--- Task prompt ---
Keep only the lines of the material below that contain the word "requests". Copy those lines.

------ Exercise input ------

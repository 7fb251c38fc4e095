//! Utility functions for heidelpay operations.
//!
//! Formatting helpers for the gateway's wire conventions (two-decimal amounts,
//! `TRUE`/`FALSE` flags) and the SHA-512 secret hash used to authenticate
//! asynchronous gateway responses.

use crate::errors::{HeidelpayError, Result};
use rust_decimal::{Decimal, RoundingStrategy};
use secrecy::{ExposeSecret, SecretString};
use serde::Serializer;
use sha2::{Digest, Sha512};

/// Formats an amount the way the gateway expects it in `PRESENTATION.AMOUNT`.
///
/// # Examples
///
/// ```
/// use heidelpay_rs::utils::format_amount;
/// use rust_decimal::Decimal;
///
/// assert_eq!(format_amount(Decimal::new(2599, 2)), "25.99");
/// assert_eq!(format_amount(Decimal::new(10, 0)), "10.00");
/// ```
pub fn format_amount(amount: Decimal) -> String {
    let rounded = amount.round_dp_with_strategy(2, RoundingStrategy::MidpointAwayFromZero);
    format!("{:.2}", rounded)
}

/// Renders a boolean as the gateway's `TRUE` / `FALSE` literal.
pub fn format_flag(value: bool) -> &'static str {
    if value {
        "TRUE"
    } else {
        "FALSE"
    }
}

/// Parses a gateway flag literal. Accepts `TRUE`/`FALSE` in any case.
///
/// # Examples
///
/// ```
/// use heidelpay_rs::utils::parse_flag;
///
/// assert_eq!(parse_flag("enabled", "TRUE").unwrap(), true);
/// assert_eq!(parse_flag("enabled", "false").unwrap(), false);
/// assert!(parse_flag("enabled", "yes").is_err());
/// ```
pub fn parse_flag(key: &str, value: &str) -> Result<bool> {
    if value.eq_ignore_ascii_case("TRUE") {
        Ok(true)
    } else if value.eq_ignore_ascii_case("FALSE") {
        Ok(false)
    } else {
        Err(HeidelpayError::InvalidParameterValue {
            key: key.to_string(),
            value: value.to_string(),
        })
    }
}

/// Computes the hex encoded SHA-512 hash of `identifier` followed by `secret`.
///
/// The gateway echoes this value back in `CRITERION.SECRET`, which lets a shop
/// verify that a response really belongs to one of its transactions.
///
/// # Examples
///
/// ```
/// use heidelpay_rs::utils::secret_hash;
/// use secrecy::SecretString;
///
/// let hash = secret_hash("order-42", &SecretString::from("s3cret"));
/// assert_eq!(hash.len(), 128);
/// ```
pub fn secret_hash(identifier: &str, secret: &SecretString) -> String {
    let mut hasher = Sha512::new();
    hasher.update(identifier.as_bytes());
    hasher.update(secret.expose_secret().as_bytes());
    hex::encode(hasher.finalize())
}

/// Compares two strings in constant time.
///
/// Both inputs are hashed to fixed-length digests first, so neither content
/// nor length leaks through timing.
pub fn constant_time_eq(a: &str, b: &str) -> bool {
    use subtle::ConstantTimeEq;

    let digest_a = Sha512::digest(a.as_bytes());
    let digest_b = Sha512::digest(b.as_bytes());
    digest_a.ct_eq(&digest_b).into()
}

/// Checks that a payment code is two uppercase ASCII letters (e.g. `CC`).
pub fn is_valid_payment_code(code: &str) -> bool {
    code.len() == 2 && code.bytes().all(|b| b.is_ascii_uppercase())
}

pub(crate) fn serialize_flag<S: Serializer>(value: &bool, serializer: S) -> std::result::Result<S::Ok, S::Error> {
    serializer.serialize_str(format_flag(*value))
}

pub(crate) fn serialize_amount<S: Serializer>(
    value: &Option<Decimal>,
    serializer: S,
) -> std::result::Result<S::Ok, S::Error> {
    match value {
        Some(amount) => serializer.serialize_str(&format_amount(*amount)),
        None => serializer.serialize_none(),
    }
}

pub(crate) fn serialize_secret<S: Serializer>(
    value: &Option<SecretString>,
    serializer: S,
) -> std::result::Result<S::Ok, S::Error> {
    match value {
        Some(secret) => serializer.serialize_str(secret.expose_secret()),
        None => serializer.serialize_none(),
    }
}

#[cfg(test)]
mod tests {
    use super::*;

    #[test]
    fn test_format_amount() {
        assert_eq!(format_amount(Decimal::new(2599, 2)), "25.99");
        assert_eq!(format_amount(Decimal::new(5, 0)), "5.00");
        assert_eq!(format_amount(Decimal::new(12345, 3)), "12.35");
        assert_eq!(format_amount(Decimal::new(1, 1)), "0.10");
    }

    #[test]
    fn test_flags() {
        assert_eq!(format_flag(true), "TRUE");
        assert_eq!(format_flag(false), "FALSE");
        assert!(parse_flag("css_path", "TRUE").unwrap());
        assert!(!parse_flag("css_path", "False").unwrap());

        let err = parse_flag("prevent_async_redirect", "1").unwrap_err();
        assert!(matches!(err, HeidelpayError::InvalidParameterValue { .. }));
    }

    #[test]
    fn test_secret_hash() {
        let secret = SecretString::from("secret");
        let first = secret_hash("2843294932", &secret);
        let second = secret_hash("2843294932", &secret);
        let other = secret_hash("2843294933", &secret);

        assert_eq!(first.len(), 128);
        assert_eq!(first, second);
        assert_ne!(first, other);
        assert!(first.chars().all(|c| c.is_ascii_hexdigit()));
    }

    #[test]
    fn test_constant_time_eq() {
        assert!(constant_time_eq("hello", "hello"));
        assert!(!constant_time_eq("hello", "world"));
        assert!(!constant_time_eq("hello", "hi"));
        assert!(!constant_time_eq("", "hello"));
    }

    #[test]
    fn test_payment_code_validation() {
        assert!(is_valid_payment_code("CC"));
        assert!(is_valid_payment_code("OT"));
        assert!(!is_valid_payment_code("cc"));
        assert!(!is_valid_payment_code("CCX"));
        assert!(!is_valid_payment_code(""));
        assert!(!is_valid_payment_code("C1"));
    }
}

------
------ Exercise input ------

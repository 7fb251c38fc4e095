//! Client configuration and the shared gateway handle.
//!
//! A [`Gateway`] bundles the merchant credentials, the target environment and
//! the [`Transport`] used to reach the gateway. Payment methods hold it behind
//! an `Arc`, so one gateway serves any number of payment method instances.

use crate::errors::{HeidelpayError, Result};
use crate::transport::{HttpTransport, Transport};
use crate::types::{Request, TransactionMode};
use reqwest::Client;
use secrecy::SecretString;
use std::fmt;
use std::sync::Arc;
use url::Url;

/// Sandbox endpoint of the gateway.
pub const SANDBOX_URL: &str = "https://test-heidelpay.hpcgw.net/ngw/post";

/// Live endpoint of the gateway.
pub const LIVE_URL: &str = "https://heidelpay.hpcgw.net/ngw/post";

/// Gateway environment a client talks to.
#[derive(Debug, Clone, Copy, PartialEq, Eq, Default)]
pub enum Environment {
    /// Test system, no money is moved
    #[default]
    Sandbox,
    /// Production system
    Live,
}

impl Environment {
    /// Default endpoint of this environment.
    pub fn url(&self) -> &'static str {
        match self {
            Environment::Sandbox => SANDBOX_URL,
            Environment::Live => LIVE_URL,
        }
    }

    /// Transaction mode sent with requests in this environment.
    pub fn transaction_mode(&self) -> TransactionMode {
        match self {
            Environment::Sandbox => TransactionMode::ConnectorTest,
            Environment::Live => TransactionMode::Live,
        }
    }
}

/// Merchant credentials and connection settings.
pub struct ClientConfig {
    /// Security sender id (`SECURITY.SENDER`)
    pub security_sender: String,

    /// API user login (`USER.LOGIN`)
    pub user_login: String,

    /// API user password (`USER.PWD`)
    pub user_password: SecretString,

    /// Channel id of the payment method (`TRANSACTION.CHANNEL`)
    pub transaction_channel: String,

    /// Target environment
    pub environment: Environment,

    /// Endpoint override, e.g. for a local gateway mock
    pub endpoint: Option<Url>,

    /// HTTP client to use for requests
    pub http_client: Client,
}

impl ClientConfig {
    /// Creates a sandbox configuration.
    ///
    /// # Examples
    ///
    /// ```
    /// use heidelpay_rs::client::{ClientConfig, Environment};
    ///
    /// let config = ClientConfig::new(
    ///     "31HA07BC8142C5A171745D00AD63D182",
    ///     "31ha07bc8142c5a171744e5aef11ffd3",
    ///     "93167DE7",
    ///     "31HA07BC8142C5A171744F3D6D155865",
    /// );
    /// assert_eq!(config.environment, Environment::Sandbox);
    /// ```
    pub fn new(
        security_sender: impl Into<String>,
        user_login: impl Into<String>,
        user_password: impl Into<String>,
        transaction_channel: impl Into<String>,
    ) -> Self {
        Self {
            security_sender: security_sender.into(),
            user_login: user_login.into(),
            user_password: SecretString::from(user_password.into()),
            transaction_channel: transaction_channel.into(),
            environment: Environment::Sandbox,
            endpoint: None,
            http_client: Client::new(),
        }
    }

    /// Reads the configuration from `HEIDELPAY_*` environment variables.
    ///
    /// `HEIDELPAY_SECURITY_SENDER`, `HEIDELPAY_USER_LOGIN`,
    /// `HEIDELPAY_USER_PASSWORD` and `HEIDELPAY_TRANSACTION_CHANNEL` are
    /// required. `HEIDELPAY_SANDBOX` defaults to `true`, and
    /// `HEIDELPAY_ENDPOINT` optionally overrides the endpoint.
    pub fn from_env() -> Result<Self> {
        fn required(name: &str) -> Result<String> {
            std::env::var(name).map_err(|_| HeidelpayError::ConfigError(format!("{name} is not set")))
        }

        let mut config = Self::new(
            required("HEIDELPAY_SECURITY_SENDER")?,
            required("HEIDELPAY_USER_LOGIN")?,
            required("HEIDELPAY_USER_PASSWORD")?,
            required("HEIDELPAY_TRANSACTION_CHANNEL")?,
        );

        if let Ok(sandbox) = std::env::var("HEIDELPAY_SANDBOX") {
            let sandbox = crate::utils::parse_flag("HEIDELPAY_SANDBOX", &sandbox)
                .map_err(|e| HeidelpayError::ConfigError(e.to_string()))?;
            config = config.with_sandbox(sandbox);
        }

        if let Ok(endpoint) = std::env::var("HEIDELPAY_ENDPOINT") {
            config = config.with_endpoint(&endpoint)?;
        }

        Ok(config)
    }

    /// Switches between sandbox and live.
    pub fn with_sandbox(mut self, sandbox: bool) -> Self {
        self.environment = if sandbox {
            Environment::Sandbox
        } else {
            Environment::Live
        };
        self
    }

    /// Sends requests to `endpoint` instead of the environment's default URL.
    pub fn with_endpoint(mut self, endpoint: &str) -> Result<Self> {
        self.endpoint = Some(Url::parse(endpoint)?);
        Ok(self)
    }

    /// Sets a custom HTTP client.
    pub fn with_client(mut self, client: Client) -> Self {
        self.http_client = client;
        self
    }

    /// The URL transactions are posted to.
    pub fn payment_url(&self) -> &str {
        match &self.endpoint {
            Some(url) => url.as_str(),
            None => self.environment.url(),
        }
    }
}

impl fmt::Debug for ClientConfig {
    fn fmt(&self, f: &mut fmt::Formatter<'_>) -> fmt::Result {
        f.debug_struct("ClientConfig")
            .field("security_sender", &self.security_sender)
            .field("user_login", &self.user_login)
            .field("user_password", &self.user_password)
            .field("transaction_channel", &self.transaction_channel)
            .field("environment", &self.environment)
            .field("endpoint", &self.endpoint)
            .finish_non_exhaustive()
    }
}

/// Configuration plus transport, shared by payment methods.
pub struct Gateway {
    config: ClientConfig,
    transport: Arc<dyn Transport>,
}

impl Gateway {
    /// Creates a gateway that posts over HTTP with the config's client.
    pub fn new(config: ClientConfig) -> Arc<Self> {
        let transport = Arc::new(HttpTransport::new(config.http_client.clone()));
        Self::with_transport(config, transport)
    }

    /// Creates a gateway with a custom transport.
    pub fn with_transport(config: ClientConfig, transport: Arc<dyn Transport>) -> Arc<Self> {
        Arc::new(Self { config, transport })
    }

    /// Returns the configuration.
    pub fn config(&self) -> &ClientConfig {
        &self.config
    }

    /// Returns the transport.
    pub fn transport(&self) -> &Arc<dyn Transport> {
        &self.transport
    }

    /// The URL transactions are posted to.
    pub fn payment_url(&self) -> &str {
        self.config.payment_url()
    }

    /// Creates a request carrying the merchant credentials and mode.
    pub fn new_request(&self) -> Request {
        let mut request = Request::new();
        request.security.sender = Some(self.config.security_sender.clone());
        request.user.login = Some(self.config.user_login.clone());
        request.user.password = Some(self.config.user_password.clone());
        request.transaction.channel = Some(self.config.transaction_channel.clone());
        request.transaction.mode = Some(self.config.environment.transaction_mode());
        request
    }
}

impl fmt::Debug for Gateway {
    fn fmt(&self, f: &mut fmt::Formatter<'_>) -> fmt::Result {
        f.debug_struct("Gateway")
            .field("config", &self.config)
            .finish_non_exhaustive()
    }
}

------

--- Exercise output ---
    /// Transaction mode sent with requests in this environment.
    /// HTTP client to use for requests
    /// Sends requests to `endpoint` instead of the environment's default URL.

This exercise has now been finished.